- [Task item] Once you find a line containing the word "clone" in the entries below, copy it.

- [Study material]
//! End-to-end convergence tests through the crate's public API.
//!
//! A scripted mock index stands in for the hosted service; wait intervals
//! are zeroed so the scenarios run instantly.

use async_trait::async_trait;
use scour::config::PurgeConfig;
use scour::controller::PurgeController;
use scour::error::{DeleteError, QueryError};
use scour::index::{DeleteReceipt, DocumentId, QueryResult, Scope, SearchIndex};
use scour::progress::{NullObserver, PurgeObserver};
use std::collections::{HashSet, VecDeque};
use std::sync::{Arc, Mutex};
use std::time::Duration;

struct ScriptedIndex {
    polls: Mutex<VecDeque<Result<QueryResult, QueryError>>>,
    deletes: Mutex<Vec<DocumentId>>,
    fail_deletes: HashSet<DocumentId>,
}

impl ScriptedIndex {
    fn new(polls: Vec<Result<QueryResult, QueryError>>) -> Self {
        Self {
            polls: Mutex::new(polls.into()),
            deletes: Mutex::new(Vec::new()),
            fail_deletes: HashSet::new(),
        }
    }
}

#[async_trait]
impl SearchIndex for ScriptedIndex {
    async fn query_ids(&self, _scope: &Scope, _batch_size: u32) -> Result<QueryResult, QueryError> {
        self.polls
            .lock()
            .unwrap()
            .pop_front()
            .unwrap_or_else(|| Ok(QueryResult::empty()))
    }

    async fn delete_document(
        &self,
        _scope: &Scope,
        document_id: &DocumentId,
    ) -> Result<DeleteReceipt, DeleteError> {
        self.deletes.lock().unwrap().push(document_id.clone());
        if self.fail_deletes.contains(document_id) {
            Err(DeleteError::Api {
                document_id: document_id.clone(),
                status: 500,
                body: "internal".to_string(),
            })
        } else {
            Ok(DeleteReceipt {
                document_id: document_id.clone(),
                status: Some("deleted".to_string()),
            })
        }
    }
}

fn window(ids: &[&str], total: u64) -> Result<QueryResult, QueryError> {
    Ok(QueryResult {
        matching_results: total,
        document_ids: ids.iter().map(|s| DocumentId::from(*s)).collect(),
    })
}

fn fast_config() -> PurgeConfig {
    PurgeConfig {
        retry_wait: Duration::from_millis(0),
        settle_wait: Duration::from_millis(0),
        ..PurgeConfig::default()
    }
}

fn controller(index: Arc<ScriptedIndex>, config: PurgeConfig) -> PurgeController {
    PurgeController::new(
        index as Arc<dyn SearchIndex>,
        Scope::new("project", "collection"),
        config,
        Arc::new(NullObserver) as Arc<dyn PurgeObserver>,
    )
}

#[tokio::test]
async fn test_drains_a_collection_larger_than_one_window() {
    // 5 documents total, window of at most 3 visible per poll. The index
    // reveals the remainder as earlier deletes propagate.
    let index = Arc::new(ScriptedIndex::new(vec![
        window(&["a", "b", "c"], 5),
        window(&["d", "e", "a"], 5),
        window(&["e"], 1),
        Ok(QueryResult::empty()),
    ]));

    let summary = controller(Arc::clone(&index), fast_config())
        .run()
        .await
        .unwrap();

    assert_eq!(summary.dispatched, 5);
    assert_eq!(summary.polls, 4);
    assert!(summary.failed.is_empty());

    // Exactly one delete per distinct identifier despite window overlap.
    let mut deletes = index.deletes.lock().unwrap().clone();
    deletes.sort();
    let expected: Vec<DocumentId> = ["a", "b", "c", "d", "e"]
        .iter()
        .map(|s| DocumentId::from(*s))
        .collect();
    assert_eq!(deletes, expected);
}

#[tokio::test]
async fn test_failed_deletes_are_reported_not_masked() {
    let index = Arc::new(ScriptedIndex {
        fail_deletes: [DocumentId::from("poison")].into_iter().collect(),
        ..ScriptedIndex::new(vec![
            window(&["poison", "fine"], 2),
            Ok(QueryResult::empty()),
        ])
    });

    let summary = controller(Arc::clone(&index), fast_config())
        .run()
        .await
        .unwrap();

    assert_eq!(summary.dispatched, 2);
    assert_eq!(summary.failed, vec![DocumentId::from("poison")]);
}

#[tokio::test]
async fn test_abort_leaves_partial_state_and_is_rerunnable() {
    // First run: one batch dispatched, then the index becomes unreachable.
    let down = || Err(QueryError::Transport("unreachable".to_string()));
    let index = Arc::new(ScriptedIndex::new(vec![
        window(&["a", "b"], 2),
        down(),
        down(),
        down(),
        down(),
        down(),
    ]));

    let err = controller(Arc::clone(&index), fast_config())
        .run()
        .await
        .unwrap_err();
    assert!(err.to_string().contains("Giving up after 5"));
    assert_eq!(index.deletes.lock().unwrap().len(), 2);

    // A fresh run starts with an empty dispatched set; re-offering "a" gets
    // it deleted again, which is safe because deletes are idempotent.
    let second = Arc::new(ScriptedIndex::new(vec![
        window(&["a"], 1),
        Ok(QueryResult::empty()),
    ]));
    let summary = controller(Arc::clone(&second), fast_config())
        .run()
        .await
        .unwrap();
    assert_eq!(summary.dispatched, 1);
}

- [Response to this exercise]
        self.deletes.lock().unwrap().push(document_id.clone());
                document_id: document_id.clone(),
                document_id: document_id.clone(),
    let summary = controller(Arc::clone(&index), fast_config())
    let mut deletes = index.deletes.lock().unwrap().clone();
    let summary = controller(Arc::clone(&index), fast_config())
    let err = controller(Arc::clone(&index), fast_config())
    let summary = controller(Arc::clone(&second), fast_config())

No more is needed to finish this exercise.